** Opening Exercise inputs block **
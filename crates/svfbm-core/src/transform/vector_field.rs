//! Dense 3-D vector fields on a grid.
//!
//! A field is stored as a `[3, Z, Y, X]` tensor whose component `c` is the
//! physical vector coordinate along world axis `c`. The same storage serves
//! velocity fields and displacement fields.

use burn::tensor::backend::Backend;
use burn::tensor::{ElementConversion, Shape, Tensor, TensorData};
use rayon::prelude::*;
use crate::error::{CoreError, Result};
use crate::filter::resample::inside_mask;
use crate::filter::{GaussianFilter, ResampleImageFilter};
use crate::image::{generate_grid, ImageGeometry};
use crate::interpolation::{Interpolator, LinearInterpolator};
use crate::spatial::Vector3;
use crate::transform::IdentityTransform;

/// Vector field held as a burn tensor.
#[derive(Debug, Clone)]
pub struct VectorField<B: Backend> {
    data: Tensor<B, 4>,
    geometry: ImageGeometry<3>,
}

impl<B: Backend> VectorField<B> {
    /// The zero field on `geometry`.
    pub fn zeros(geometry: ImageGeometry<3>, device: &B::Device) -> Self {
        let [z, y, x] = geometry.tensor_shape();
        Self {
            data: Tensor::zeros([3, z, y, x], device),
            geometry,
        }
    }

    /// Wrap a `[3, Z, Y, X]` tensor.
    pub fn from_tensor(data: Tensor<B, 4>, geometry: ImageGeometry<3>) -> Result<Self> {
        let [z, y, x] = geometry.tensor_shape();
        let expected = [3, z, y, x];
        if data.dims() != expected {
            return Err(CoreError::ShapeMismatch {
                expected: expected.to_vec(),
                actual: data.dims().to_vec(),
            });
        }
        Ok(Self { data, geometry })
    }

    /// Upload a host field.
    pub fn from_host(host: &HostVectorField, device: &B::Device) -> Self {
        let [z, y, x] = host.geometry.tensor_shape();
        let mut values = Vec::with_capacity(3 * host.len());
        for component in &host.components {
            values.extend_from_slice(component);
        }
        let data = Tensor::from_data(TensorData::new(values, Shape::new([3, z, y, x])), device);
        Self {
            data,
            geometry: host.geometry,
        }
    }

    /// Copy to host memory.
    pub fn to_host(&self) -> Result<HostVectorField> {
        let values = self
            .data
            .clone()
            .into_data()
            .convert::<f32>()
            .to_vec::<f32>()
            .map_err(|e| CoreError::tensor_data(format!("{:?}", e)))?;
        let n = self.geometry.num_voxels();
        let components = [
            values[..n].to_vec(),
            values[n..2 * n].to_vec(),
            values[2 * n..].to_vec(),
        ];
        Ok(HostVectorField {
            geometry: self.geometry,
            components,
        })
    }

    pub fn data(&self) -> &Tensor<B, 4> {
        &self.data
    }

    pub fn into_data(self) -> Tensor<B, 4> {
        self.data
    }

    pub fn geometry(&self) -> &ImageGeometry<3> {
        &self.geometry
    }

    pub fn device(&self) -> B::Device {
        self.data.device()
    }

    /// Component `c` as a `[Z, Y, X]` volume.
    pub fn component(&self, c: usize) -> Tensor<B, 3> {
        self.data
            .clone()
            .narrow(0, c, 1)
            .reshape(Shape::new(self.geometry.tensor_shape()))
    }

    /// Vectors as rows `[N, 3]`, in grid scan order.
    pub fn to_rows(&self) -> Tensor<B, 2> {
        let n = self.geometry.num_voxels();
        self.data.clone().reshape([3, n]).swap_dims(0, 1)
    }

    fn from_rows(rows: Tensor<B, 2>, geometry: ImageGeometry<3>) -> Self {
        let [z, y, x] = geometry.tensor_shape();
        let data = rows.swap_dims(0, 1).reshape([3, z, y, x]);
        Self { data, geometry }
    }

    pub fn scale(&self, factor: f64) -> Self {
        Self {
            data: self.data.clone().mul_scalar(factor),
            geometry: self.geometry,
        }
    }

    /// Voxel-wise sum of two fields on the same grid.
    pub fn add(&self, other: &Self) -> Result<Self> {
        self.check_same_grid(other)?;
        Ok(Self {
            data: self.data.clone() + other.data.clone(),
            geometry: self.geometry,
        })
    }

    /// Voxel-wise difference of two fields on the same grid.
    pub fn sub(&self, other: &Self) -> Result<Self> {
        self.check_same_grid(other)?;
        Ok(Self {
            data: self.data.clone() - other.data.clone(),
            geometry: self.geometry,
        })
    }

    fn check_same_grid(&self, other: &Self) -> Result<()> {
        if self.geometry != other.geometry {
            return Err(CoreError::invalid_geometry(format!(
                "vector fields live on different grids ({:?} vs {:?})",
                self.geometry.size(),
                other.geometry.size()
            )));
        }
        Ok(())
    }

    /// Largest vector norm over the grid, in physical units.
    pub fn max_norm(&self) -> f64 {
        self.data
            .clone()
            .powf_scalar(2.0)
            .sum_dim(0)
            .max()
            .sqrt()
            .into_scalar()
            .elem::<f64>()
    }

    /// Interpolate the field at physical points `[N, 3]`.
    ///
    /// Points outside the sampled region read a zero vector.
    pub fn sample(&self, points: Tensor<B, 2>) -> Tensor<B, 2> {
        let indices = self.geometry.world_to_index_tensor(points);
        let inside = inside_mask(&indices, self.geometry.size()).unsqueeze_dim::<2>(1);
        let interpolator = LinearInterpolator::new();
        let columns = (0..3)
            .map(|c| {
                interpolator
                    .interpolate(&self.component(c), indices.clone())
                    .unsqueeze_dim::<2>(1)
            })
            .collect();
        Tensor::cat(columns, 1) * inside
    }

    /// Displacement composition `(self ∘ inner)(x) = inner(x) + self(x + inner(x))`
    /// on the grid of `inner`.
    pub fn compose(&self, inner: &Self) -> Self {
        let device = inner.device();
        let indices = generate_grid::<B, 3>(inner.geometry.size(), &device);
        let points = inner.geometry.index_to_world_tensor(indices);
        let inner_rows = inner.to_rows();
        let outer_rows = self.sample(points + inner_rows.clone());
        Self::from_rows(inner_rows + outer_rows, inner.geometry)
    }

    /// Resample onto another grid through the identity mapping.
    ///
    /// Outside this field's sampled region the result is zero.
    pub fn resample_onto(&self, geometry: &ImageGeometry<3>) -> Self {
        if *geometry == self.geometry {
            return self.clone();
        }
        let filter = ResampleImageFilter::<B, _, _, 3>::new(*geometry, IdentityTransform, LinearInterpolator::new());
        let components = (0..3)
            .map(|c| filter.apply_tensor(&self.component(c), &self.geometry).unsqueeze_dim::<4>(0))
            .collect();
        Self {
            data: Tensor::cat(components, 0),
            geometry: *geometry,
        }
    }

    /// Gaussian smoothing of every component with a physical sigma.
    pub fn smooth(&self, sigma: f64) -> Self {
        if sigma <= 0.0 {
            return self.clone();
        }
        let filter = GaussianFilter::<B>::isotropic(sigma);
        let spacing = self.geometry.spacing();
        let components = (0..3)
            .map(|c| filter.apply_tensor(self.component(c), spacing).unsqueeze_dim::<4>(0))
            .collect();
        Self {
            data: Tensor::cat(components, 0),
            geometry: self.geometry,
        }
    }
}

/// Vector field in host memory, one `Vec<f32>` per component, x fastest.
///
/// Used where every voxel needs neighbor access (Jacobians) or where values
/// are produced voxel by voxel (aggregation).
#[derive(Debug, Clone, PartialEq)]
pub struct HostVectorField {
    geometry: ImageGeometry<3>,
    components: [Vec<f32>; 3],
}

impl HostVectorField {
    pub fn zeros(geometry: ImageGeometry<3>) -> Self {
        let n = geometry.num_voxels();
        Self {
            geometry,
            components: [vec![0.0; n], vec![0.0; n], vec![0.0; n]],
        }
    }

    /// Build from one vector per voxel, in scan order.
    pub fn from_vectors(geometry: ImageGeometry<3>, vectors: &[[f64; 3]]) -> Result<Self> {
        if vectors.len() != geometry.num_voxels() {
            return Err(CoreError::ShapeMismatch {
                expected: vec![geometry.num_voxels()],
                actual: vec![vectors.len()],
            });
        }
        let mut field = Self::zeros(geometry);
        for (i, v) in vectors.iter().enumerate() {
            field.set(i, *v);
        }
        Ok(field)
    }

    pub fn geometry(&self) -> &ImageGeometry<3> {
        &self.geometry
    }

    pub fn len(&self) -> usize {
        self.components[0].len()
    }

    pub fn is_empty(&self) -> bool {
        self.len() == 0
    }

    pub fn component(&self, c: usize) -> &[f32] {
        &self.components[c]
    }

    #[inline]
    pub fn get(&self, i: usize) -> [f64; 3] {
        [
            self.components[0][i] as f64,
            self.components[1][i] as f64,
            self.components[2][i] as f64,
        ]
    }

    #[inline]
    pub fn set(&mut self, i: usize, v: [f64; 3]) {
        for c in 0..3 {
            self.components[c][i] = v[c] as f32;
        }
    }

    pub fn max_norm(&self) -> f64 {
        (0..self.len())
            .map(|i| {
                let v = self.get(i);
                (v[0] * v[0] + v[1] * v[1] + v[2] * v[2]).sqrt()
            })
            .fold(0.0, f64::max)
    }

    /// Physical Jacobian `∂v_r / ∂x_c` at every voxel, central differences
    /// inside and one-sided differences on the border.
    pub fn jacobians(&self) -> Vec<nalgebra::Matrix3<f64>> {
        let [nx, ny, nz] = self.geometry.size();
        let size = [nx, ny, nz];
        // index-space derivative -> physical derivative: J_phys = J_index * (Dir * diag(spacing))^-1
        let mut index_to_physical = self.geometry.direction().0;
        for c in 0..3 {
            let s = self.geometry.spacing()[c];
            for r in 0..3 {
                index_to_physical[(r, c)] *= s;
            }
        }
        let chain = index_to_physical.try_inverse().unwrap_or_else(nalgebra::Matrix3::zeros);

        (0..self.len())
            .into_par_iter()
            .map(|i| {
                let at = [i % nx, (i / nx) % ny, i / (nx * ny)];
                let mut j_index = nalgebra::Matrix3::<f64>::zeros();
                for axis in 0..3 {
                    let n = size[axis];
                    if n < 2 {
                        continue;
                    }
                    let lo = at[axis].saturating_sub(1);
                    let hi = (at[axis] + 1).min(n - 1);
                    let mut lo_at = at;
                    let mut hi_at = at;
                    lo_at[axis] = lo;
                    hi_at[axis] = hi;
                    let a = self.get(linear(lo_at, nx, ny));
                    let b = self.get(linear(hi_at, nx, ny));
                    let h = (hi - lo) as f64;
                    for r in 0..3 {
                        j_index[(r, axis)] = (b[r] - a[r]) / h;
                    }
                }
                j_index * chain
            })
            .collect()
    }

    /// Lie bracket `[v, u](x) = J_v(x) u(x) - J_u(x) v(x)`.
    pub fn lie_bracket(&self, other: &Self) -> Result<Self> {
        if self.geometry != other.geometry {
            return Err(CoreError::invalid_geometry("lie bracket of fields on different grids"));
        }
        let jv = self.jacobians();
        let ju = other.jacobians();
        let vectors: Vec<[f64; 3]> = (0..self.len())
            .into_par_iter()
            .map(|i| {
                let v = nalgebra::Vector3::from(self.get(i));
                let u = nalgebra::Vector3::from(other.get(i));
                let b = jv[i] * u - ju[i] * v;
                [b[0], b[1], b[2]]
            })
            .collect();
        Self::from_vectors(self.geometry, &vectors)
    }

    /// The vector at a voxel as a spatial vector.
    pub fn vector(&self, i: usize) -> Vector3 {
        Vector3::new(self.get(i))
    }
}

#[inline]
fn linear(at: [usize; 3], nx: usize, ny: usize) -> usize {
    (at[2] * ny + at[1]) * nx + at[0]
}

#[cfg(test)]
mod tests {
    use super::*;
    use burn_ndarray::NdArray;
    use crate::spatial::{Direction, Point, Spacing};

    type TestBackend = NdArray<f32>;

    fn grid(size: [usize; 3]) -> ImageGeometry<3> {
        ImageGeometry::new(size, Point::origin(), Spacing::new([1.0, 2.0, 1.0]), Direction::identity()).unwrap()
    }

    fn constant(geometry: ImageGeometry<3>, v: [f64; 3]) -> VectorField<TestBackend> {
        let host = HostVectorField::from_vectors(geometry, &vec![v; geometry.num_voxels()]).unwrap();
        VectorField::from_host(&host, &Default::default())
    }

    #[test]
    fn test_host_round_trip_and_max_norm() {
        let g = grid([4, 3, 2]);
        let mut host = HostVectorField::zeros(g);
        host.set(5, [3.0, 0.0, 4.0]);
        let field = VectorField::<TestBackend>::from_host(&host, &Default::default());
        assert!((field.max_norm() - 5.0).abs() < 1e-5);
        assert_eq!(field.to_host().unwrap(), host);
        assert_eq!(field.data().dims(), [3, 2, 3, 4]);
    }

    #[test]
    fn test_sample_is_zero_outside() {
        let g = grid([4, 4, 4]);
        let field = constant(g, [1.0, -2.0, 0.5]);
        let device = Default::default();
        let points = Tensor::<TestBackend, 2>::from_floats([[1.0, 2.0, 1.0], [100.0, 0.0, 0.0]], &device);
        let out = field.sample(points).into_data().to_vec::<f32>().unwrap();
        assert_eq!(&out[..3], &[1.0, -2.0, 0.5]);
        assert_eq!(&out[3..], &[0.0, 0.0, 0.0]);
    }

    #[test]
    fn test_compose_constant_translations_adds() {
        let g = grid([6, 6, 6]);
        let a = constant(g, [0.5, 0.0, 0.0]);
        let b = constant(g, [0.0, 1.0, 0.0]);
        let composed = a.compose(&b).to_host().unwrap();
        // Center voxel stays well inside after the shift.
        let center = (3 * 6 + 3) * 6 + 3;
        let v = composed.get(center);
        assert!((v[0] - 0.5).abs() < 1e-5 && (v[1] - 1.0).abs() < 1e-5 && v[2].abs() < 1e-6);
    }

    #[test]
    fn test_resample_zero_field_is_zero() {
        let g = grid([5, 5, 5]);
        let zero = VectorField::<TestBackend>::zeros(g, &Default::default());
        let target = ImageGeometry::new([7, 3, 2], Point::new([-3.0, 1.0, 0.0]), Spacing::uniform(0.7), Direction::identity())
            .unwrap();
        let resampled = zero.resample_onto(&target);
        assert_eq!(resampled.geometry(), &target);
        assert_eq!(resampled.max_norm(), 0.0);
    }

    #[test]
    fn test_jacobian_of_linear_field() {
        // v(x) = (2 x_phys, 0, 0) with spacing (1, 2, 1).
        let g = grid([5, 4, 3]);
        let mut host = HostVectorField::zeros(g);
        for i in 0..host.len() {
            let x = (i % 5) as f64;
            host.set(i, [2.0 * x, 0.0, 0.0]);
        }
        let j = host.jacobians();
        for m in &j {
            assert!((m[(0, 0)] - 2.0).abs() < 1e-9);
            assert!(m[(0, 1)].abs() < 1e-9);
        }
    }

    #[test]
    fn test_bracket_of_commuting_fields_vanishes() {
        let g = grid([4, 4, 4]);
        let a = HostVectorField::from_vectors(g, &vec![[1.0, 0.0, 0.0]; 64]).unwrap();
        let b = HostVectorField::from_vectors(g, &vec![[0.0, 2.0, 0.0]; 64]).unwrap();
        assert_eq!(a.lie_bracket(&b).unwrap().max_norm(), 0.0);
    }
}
** Closing Exercise inputs block **
What you are asked to do: From the opening line of the data above through the line that contains "use crate::filter::resample::inside_mask;", please print each line as it stands and only those lines.

Worked solution:
filename crates/svfbm-core/src/transform/vector_field.rs
//! Dense 3-D vector fields on a grid.
//!
//! A field is stored as a `[3, Z, Y, X]` tensor whose component `c` is the
//! physical vector coordinate along world axis `c`. The same storage serves
//! velocity fields and displacement fields.

use burn::tensor::backend::Backend;
use burn::tensor::{ElementConversion, Shape, Tensor, TensorData};
use rayon::prelude::*;
use crate::error::{CoreError, Result};
use crate::filter::resample::inside_mask;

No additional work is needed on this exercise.